**Problem to work on:** In the records that follow, count each line where the string "SeaORM" occurs. Provide the total and no other text.

___ Supplied material

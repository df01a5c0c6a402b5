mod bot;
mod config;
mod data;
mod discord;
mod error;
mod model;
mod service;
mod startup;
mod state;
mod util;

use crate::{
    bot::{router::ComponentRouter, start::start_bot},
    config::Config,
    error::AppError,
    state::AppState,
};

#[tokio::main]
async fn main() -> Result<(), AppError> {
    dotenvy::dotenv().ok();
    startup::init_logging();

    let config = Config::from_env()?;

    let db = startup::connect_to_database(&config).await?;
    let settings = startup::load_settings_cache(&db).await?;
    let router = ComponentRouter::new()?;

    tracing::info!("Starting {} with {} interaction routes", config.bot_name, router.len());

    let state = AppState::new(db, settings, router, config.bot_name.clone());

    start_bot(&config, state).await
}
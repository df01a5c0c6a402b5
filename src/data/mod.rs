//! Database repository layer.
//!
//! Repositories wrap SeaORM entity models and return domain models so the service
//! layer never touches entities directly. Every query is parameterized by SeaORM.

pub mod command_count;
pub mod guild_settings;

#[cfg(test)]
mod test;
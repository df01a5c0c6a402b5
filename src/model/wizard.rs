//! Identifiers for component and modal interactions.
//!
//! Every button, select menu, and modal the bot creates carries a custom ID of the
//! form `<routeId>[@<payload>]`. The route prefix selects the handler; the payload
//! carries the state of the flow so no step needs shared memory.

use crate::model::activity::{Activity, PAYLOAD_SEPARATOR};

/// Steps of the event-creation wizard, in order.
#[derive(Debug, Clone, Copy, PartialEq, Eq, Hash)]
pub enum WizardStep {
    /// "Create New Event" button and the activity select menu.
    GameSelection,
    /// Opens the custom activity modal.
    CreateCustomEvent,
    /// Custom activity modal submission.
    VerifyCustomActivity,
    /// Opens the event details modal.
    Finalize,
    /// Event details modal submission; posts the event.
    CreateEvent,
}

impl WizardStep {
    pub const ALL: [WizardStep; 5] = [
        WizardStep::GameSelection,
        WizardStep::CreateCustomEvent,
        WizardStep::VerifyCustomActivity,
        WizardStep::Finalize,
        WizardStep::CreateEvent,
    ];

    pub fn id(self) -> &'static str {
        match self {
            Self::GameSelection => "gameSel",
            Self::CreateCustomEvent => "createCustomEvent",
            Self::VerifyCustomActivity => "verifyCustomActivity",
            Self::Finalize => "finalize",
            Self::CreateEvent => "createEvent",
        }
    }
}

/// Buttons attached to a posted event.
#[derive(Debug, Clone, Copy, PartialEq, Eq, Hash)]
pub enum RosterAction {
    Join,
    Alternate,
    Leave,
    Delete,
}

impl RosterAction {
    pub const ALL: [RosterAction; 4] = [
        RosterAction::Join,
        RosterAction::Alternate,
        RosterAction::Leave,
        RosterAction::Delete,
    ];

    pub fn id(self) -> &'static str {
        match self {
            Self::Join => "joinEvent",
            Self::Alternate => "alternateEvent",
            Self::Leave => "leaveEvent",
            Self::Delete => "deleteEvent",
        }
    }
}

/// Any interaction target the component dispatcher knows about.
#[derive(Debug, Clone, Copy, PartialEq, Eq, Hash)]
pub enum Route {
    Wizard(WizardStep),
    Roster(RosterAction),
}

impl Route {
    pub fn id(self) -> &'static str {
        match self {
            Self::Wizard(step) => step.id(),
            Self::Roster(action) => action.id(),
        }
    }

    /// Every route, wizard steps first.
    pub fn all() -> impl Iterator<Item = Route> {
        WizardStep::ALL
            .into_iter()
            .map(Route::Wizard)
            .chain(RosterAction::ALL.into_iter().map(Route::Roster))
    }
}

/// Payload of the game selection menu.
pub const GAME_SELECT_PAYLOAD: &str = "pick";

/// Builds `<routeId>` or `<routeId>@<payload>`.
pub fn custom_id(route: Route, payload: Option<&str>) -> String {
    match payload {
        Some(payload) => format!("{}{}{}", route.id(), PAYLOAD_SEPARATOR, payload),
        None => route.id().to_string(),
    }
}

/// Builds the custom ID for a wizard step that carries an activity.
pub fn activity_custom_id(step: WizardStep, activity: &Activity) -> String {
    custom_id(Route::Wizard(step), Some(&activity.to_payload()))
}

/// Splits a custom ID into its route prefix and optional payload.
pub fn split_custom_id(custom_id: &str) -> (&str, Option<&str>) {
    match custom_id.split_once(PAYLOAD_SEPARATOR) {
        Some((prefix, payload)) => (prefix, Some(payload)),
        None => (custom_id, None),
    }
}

______
___ Supplied material

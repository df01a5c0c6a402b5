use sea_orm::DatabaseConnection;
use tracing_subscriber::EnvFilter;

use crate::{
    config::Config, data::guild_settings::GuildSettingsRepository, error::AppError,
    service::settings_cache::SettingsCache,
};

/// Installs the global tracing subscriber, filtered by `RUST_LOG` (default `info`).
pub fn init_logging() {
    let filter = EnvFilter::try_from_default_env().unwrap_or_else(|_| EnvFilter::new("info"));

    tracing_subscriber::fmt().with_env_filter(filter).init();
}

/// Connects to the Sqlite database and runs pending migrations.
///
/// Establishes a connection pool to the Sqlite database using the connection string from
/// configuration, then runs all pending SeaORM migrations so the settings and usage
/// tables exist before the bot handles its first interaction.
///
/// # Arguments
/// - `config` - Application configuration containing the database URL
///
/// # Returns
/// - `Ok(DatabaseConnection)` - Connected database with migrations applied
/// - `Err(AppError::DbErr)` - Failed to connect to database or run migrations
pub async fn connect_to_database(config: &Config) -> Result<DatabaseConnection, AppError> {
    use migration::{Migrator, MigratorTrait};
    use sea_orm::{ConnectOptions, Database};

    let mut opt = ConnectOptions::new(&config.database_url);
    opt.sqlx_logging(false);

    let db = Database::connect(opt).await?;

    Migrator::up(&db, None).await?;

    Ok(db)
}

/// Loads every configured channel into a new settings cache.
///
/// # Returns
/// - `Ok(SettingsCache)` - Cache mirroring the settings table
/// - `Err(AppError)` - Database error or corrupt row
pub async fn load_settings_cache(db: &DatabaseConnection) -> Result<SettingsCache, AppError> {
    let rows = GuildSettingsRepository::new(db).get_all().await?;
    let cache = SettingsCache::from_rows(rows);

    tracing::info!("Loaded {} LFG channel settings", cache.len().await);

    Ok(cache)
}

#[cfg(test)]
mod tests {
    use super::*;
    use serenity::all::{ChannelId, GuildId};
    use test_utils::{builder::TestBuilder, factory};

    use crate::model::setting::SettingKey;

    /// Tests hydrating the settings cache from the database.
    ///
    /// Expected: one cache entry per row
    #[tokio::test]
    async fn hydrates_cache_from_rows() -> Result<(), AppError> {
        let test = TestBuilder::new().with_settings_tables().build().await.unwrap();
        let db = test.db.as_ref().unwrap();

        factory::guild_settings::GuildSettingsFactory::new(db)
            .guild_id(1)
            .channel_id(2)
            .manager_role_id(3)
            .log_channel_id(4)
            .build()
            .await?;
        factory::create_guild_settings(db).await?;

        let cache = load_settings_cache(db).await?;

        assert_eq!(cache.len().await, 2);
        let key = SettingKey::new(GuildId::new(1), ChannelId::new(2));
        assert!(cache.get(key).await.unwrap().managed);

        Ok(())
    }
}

______

**Output for this task:** 3